“As a writer, I’m interested in trying to get to the complexity of experience. For me, that has led—in poetry—to counterpoint, polyrhythms, and clausal layering.”
Born in Barstow, California in 1956, Forrest Gander is an American poet, essayist, novelist, translator, and critic. His work includes the poetry collection Eye Against Eye (New Directions Press, 2005), the translation Firefly Under the Tongue: Selected Poems of Coral Bracho (2008), and a collection of essays, A Faithful Existence, published in 2005. His honors include fellowships to the Whiting, National Endowment for the Arts, Guggenheim, and Howard foundations and a PEN Translation Award. Most recently, he has accepted the Writer-in-Residence position at Florida Atlantic University. Parts shape-shifter, parts geologist, Gander shares his aim at crossing genre in hopes of transcribing experience, situation and place, and in this interview shares his insights on his most recent work. Gander seeks out the physical history of being human within its natural process. For Gander, the language is hidden not only in the shifting, and not only in the movements, but within the in-between spaces. There are no blank spaces–only possibility.
The Rumpus: The movement of your novel, As A Friend, paragraph by paragraph, seems to move similarly to that of a stanza or verse in poetry. Additionally, the movement of the exposition (particularly when in third-person) seemed to move similarly to that of stage directions in a play. Was this commingling of genres intentional, or were they more of an effect brought on by the aim of your aesthetic project?
Forrest Gander: It took me a long time—close to twenty years—to write this small novel, to learn how to apply to prose everything I’d learned as a poet. But even in my poems, I’ve been interested in crossing the borders of genre. The section of my novel called “Sarah’s Tale” is considered by some people to be the most poetic, and yet I think of it in connection with the prose of David Markson or the procedural statements of Wittgenstein.
Rumpus: A title such as Eye Against Eye (I against I, possibly?), the Edmond Jabes’ epigraph at the beginning of to your novel, particularly the last two lines: “the friendship of a stranger become our double, adversary and accomplice,” and the differing yet interchangeable understandings of the character Les by Clay, Sarah (and even Les himself for that matter) in As A Friend, hints at the idea of an alter-ego, or other, of Forrest Gander that is at play; a relationship that at times appears to take place in real-time as a piece progresses. Do you view yourself (as writer) as both adversary and accomplice? Do you see the reader/writer relationship as being one adversary and one accomplice? Or both?
Gander: Don’t you think that to be a human being at all is to be engaged with others, to be involved, invested—even if we’re monks—in a world, a language, etc. that we can’t claim to have created? As a writer, I’m interested in trying to get to the complexity of experience. For me, that has led—in poetry—to counterpoint, polyrhythms, and clausal layering. In the novel, I wanted to explore valences of friendship: eroticism, jealousy, emulation, compassion. Like my readers, I’m very likely a congeries of contradictory and shifting selves.
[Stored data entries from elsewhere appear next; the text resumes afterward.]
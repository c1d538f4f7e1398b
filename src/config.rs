// Copyright 2021 Adam Greig
// Licensed under the MIT license.

//! Output and per-device settings.

use std::convert::TryFrom;
use std::str::FromStr;

use num_enum::{IntoPrimitive, TryFromPrimitive};

use crate::{Error, Result, ScanNode, TrailerKind};

/// Device vendor, written to the VME file ahead of each device.
#[derive(Copy, Clone, Debug, PartialEq, Eq, IntoPrimitive)]
#[repr(u8)]
pub enum Vendor {
    Lattice = 0x01,
    Altera  = 0x02,
    Xilinx  = 0x03,
}

impl Default for Vendor {
    fn default() -> Self {
        Vendor::Lattice
    }
}

impl FromStr for Vendor {
    type Err = Error;

    fn from_str(s: &str) -> Result<Self> {
        match s.to_ascii_lowercase().as_str() {
            "lattice" => Ok(Vendor::Lattice),
            "altera"  => Ok(Vendor::Altera),
            "xilinx"  => Ok(Vendor::Xilinx),
            _         => Err(Error::UnknownVendor(s.to_string())),
        }
    }
}

/// Maximum number of bits in one scan segment, in thousands of bits.
///
/// Longer scans are cascaded over several segments.
#[derive(Copy, Clone, Debug, PartialEq, Eq, TryFromPrimitive)]
#[repr(u16)]
pub enum RowSize {
    K8   = 8,
    K16  = 16,
    K32  = 32,
    K64  = 64,
    K128 = 128,
    K256 = 256,
}

impl RowSize {
    /// Look up the row size for a value given in thousands of bits.
    pub fn from_kilobits(k: u16) -> Result<Self> {
        RowSize::try_from(k).map_err(|_| Error::InvalidRowSize(k))
    }

    /// Number of bits in a full row.
    pub fn bits(&self) -> usize {
        *self as usize * 1000
    }
}

impl Default for RowSize {
    fn default() -> Self {
        RowSize::K64
    }
}

/// Handling of long RUNTEST TCK counts.
#[derive(Copy, Clone, Debug, PartialEq, Eq)]
pub enum TckLimit {
    /// Issue at most this many TCKs, waiting out the remaining cycles
    /// at the active frequency.
    Limit(u32),

    /// Issue TCKs as written, and convert SEC delays into TCKs at the
    /// active frequency instead of waits.
    NoConversion,
}

impl Default for TckLimit {
    fn default() -> Self {
        TckLimit::Limit(1000)
    }
}

impl FromStr for TckLimit {
    type Err = Error;

    fn from_str(s: &str) -> Result<Self> {
        if s.eq_ignore_ascii_case("no") {
            Ok(TckLimit::NoConversion)
        } else {
            s.parse().map(TckLimit::Limit).map_err(|_| Error::InvalidTckLimit(s.to_string()))
        }
    }
}

/// Bypass padding around one device in a multi-device chain.
///
/// Devices before the target in the chain sit between it and TDO and so are
/// reached by trailers; devices after it are reached by headers.
#[derive(Copy, Clone, Debug, Default, PartialEq, Eq)]
pub struct Fill {
    pub devices_before: usize,
    pub ir_bits_before: usize,
    pub devices_after: usize,
    pub ir_bits_after: usize,
}

impl Fill {
    /// Compute the fill for the device at `index` in a chain whose devices
    /// have the instruction register lengths `ir_lengths`.
    pub fn for_position(ir_lengths: &[usize], index: usize) -> Fill {
        let (before, rest) = ir_lengths.split_at(index.min(ir_lengths.len()));
        let after = rest.get(1..).unwrap_or(&[]);
        Fill {
            devices_before: before.len(),
            ir_bits_before: before.iter().sum(),
            devices_after: after.len(),
            ir_bits_after: after.iter().sum(),
        }
    }

    /// Trailer commands placing every other device in BYPASS: instruction
    /// registers are filled with ones and each bypass register with a zero.
    ///
    /// Returned in the order TDR, TIR, HDR, HIR.
    pub fn trailers(&self) -> Vec<(TrailerKind, ScanNode)> {
        let pattern = |length: usize, fill: u8| {
            let tdi = if length > 0 {
                let mut tdi = vec![fill; crate::scandata::bytes_for_bits(length)];
                // Unused bits of the final byte stay clear.
                let spare = tdi.len() * 8 - length;
                if let Some(last) = tdi.last_mut() {
                    *last &= 0xFFu8 << spare;
                }
                Some(tdi)
            } else {
                None
            };
            ScanNode { length, tdi, ..Default::default() }
        };
        vec![
            (TrailerKind::TDR, pattern(self.devices_before, 0x00)),
            (TrailerKind::TIR, pattern(self.ir_bits_before, 0xFF)),
            (TrailerKind::HDR, pattern(self.devices_after, 0x00)),
            (TrailerKind::HIR, pattern(self.ir_bits_after, 0xFF)),
        ]
    }
}

/// Settings for a whole output file.
#[derive(Clone, Debug, PartialEq, Eq)]
pub struct Config {
    /// Maximum scan segment size.
    pub row_size: RowSize,

    /// Compress scan data rows.
    pub compress: bool,

    /// Copy SVF comments into the output.
    pub preserve_comments: bool,

    /// Text written as a comment at the start of the output.
    pub header: Option<String>,
}

impl Default for Config {
    fn default() -> Self {
        Config { row_size: RowSize::default(), compress: true, preserve_comments: false, header: None }
    }
}

/// Settings for one device and its SVF file.
#[derive(Clone, Debug, Default, PartialEq, Eq)]
pub struct Device {
    pub vendor: Vendor,

    /// TCK frequency in Hz, used until the file sets a lower one.
    pub frequency: Option<u32>,

    pub tck_limit: TckLimit,

    /// Bypass padding when the device shares its chain with others.
    pub fill: Option<Fill>,
}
Rumpus: You write in your novel: “I don’t think poets tell things at all, you said. Poetry listens.” Or, could you talk a little more about that as it relates to your own poetry?
Gander: At least in my practice, poetry is connected not only to music but to silence—which is why I think so many American readers are baffled by it. And for me, poetry comes about through attentiveness, what Simone Weil calls prayer and what Miles Davis calls not just listening, but “listening into.” Essays tell about things. But it seems to me that poetry is a kind of tuning to situation and place, to the felt rhythms and lexicon and syntax of a particular engagement and stance.
Rumpus:: It appears that each character section of As A Friend reflects each form of writing you’ve adopted; Clay/Fiction, Sarah/Poetry, Les/Non-Fiction, with translations woven in across some of the sections. Was this a conscious strategy?
Gander: Whatever we come to call a “feeling” for a character comes—at least for me—as measure, a rhythm of perception and response. I was looking for the form for the emotional conditions of the different characters. I was thinking about their bodies, the way they would move through a space. It wasn’t important to me to establish clear realms of poetry, fiction, and non-fiction, but I felt I had every genre to draw from.
Rumpus:: There’s a passage in Michael Ondaatje’s Divisadero that reads: “In the past, Rafael had traveled from village to village, argued a salary, invented melodies, stolen chords, slashed the legs off of an old song to use just the torso–but he had come to love now most of all the playing of music with no one there. Could you waste your life on a gift? If you did not use your gift, was it a betrayal?” Would you say that Les spent his short life using his own gift? Because he could no longer use his gift, or rather, once his gift became exposed to his wife and Sarah, could his suicide be read as “collateral damage” to Clay’s betrayal rather than Les betraying the other characters? If Les had chosen the straight and narrow, would he have betrayed himself?
Gander: Ahh, those are just the questions I hope the book provokes and I feel a whelm of gratefulness that you have articulated them.